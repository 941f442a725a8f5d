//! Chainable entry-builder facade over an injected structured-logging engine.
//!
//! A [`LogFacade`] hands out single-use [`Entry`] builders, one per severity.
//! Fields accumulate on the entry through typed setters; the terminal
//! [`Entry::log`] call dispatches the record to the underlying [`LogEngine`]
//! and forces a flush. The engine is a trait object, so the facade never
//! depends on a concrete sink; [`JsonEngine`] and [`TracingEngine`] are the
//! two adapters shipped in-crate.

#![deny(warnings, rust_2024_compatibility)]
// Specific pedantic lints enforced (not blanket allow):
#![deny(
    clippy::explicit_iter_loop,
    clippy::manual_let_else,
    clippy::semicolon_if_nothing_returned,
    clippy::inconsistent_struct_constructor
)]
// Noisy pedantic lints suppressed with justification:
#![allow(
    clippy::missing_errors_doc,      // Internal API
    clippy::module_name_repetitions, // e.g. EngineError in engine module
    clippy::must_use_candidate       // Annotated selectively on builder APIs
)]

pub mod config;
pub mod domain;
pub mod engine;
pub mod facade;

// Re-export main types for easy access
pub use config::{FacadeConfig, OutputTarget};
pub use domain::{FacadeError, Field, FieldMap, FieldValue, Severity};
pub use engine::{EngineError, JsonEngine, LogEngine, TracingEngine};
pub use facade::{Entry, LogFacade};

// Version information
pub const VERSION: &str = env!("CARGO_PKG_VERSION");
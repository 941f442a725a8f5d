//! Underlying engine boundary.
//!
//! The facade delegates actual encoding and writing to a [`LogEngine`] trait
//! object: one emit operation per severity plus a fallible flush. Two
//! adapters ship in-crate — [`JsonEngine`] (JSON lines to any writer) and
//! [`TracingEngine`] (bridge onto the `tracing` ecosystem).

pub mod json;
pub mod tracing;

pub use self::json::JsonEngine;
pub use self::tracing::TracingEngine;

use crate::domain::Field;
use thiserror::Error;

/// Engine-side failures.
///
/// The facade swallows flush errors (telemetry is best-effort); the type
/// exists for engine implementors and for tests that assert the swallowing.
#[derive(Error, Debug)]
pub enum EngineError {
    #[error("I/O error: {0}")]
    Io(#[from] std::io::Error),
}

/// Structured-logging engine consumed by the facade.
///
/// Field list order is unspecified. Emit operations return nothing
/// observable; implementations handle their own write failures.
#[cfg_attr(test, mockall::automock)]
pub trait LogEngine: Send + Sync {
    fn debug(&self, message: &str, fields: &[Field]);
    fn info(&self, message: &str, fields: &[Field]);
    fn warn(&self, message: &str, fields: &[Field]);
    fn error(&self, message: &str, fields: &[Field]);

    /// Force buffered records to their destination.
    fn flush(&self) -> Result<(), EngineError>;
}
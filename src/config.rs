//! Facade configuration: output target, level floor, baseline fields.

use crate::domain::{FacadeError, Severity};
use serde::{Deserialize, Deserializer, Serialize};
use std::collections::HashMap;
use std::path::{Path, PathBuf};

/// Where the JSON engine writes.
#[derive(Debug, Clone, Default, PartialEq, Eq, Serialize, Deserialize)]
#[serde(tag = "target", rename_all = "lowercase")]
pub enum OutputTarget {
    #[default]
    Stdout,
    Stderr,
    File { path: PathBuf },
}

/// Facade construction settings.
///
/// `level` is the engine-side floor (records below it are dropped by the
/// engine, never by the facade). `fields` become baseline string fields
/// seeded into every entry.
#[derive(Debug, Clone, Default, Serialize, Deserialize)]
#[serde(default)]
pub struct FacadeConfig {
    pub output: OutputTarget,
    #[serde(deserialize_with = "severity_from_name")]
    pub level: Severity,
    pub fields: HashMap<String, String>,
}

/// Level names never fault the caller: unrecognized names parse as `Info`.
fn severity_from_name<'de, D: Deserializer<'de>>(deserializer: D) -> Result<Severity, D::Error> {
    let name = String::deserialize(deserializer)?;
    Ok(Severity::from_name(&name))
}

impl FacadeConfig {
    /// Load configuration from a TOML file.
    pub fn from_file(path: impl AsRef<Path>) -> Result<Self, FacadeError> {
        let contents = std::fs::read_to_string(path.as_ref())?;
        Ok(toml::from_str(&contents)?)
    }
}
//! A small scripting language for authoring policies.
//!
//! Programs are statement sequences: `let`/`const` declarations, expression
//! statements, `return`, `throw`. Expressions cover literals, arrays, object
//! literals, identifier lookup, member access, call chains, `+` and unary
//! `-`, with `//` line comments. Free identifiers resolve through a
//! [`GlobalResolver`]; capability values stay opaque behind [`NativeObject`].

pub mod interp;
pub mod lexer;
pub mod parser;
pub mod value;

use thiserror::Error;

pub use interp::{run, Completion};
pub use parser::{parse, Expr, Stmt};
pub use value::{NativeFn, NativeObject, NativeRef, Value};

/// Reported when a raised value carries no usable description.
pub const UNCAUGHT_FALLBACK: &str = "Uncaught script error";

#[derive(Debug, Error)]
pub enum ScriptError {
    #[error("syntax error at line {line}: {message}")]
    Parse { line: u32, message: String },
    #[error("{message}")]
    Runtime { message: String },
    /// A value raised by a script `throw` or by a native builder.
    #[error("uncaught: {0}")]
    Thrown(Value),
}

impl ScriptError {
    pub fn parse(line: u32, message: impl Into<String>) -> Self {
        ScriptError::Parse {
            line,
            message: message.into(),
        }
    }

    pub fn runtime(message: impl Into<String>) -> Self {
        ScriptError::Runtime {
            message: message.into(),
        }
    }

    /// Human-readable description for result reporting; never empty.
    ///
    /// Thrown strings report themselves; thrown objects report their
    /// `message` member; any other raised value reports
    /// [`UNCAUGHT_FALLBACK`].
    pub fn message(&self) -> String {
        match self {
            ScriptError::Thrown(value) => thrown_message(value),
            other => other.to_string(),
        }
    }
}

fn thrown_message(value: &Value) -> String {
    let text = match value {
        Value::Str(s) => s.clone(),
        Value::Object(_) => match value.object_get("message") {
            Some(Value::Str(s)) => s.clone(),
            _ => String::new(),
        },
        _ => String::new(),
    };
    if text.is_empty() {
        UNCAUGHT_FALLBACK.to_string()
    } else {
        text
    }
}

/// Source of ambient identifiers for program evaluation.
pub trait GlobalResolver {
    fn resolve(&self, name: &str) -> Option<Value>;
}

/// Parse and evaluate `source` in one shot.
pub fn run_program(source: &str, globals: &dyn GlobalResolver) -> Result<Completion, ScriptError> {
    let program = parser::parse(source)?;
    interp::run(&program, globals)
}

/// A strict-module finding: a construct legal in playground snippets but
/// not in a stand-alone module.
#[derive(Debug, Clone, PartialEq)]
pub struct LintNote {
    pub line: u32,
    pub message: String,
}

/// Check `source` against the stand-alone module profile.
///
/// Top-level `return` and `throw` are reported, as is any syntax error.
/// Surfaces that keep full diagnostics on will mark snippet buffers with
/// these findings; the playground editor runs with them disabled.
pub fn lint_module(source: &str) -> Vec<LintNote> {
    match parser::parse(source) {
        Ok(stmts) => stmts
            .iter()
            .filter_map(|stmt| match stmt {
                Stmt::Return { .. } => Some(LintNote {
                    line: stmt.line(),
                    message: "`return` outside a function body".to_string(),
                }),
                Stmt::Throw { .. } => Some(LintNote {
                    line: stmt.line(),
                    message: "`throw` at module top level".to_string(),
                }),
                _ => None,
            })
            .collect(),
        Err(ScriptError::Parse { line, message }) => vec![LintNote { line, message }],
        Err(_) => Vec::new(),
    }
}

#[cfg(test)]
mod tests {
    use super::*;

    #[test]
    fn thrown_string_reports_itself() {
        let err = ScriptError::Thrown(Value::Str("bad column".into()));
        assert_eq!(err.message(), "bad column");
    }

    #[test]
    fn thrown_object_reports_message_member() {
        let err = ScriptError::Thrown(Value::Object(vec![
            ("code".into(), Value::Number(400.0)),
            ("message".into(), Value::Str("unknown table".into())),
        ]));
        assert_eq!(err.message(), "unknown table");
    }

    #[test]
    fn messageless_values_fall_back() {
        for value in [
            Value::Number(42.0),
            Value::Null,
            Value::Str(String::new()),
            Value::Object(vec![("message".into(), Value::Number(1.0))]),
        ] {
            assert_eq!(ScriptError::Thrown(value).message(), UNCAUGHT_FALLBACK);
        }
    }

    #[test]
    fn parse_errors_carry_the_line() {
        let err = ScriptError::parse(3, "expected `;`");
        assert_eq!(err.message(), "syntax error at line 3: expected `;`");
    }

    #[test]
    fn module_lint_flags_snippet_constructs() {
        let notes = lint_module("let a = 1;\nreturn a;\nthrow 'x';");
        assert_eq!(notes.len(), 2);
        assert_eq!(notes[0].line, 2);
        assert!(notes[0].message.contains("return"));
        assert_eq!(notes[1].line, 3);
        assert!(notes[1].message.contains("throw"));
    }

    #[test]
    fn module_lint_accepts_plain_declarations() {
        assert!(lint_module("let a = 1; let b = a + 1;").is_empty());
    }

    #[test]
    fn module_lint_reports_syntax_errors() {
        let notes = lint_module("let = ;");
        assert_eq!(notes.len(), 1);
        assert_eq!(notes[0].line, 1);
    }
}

########

**PROBLEM REQUIREMENTS**
Scan the material line by line and report each one that contains "stand".

**RESULT**
/// not in a stand-alone module.
/// Check `source` against the stand-alone module profile.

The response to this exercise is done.